Aslında özellikle kadın portesi çalışayım diye bir seçimim olmadı ama kadın figürü çok verimli geliyor bana. Kadınların yüzlerindeki ifadelerden, yaşadıkları şeylerden çok etkileniyorum. Doğrudan çok yaratıcı geliyor bu topraklarda yaşayan kadınların his ve duyguları. Acı, ıstırap, özlem, mutluluk, aşk… Bedende saklanan, bastırılan ama gözlerin açık ettiği her duygu ve his… Dolayısıyla bu şekilde rahatlığın ve rahatsızlığın beraber olduğu resimleri yapmayı seviyorum. Kadınlar galiba bu konuda bana daha çok malzeme verdiği içinde onları konu olarak seçiyorum. Kısaca derdim bu.
- Türkiye’de takip ettiğiniz beğendiğiniz ressamlar var mı?
Öykündüğüm çok sayıda sanatçı var. Örneğin; Türkiye›nin ilk kadın ressamlarından biri olan Hale Asaf’ın eserlerine inanılmaz hayranlık duyuyorum. Nuri İyem, Fikret Otyam, Neş’e Erdok, Neşet Günal… Benim de umutsuzluğa düştüğüm çok an oluyor.
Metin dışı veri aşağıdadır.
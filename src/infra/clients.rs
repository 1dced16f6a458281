//! Client tracking for the gateway.
//!
//! A client is a browser seen on the public listener, keyed by remote
//! address. Window-open requests cannot be executed server-side; they are
//! recorded so the admin surface can report them.
//!
//! Both collections are bounded: the least recently seen client and the
//! oldest window request are dropped first.

use std::collections::VecDeque;
use std::num::NonZeroUsize;
use std::sync::RwLock;

use async_trait::async_trait;
use lru::LruCache;
use serde::Serialize;
use time::OffsetDateTime;
use tracing::info;
use url::Url;

use crate::cache::{rw_read, rw_write};
use crate::worker::{ClientError, Clients};

const SOURCE: &str = "infra::clients";

pub const DEFAULT_TRACKED_CLIENTS: usize = 1024;
pub const DEFAULT_RETAINED_WINDOWS: usize = 64;

#[derive(Debug, Clone, PartialEq, Eq, Serialize)]
pub struct ClientRecord {
    pub id: String,
    pub controlled: bool,
    #[serde(with = "time::serde::rfc3339")]
    pub last_seen: OffsetDateTime,
}

#[derive(Debug, Clone, PartialEq, Eq, Serialize)]
pub struct OpenedWindow {
    pub url: String,
    #[serde(with = "time::serde::rfc3339")]
    pub requested_at: OffsetDateTime,
}

pub struct ClientRegistry {
    clients: RwLock<LruCache<String, ClientRecord>>,
    windows: RwLock<VecDeque<OpenedWindow>>,
    window_limit: NonZeroUsize,
}

impl Default for ClientRegistry {
    fn default() -> Self {
        Self::with_limits(
            NonZeroUsize::new(DEFAULT_TRACKED_CLIENTS).unwrap_or(NonZeroUsize::MIN),
            NonZeroUsize::new(DEFAULT_RETAINED_WINDOWS).unwrap_or(NonZeroUsize::MIN),
        )
    }
}

impl ClientRegistry {
    pub fn new() -> Self {
        Self::default()
    }

    pub fn with_limits(clients: NonZeroUsize, windows: NonZeroUsize) -> Self {
        Self {
            clients: RwLock::new(LruCache::new(clients)),
            windows: RwLock::new(VecDeque::new()),
            window_limit: windows,
        }
    }

    /// Record a request from `id`. Clients that load while a worker is
    /// active are controlled from the start.
    pub fn observe(&self, id: impl Into<String>, controlled: bool) {
        let id = id.into();
        let now = OffsetDateTime::now_utc();
        let mut clients = rw_write(&self.clients, SOURCE, "observe");
        if let Some(record) = clients.get_mut(&id) {
            record.controlled |= controlled;
            record.last_seen = now;
            return;
        }
        clients.put(
            id.clone(),
            ClientRecord {
                id,
                controlled,
                last_seen: now,
            },
        );
    }

    /// Tracked clients ordered by id.
    pub fn clients(&self) -> Vec<ClientRecord> {
        let mut records: Vec<ClientRecord> = rw_read(&self.clients, SOURCE, "clients")
            .iter()
            .map(|(_, record)| record.clone())
            .collect();
        records.sort_by(|a, b| a.id.cmp(&b.id));
        records
    }

    pub fn controlled(&self) -> usize {
        rw_read(&self.clients, SOURCE, "controlled")
            .iter()
            .filter(|(_, record)| record.controlled)
            .count()
    }

    pub fn opened_windows(&self) -> Vec<OpenedWindow> {
        rw_read(&self.windows, SOURCE, "opened_windows")
            .iter()
            .cloned()
            .collect()
    }
}

#[async_trait]
impl Clients for ClientRegistry {
    async fn claim(&self) -> Result<usize, ClientError> {
        let mut clients = rw_write(&self.clients, SOURCE, "claim");
        for (_, record) in clients.iter_mut() {
            record.controlled = true;
        }
        Ok(clients.len())
    }

    async fn open_window(&self, url: &str) -> Result<(), ClientError> {
        Url::parse(url).map_err(|err| ClientError::OpenWindow {
            url: url.to_string(),
            reason: err.to_string(),
        })?;

        let mut windows = rw_write(&self.windows, SOURCE, "open_window");
        if windows.len() >= self.window_limit.get() {
            windows.pop_front();
        }
        windows.push_back(OpenedWindow {
            url: url.to_string(),
            requested_at: OffsetDateTime::now_utc(),
        });
        info!(url, "Window open requested");
        Ok(())
    }
}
Hemen sevdiğim bir sanatçıların eserini açıyorum böyle anlarda. İncelediğimde nasıl resmettiklerini hayal ediyorum. Sonra ne tür şartlar altında yaşadıklarını kendilerini nasıl geliştirdiklerini. Hemen açıp biyografilerini okurum. Bu beni ferahlatır biraz. Sanatçı biyografileri okumak, resimlerini incelemek inanılmaz bir terapi.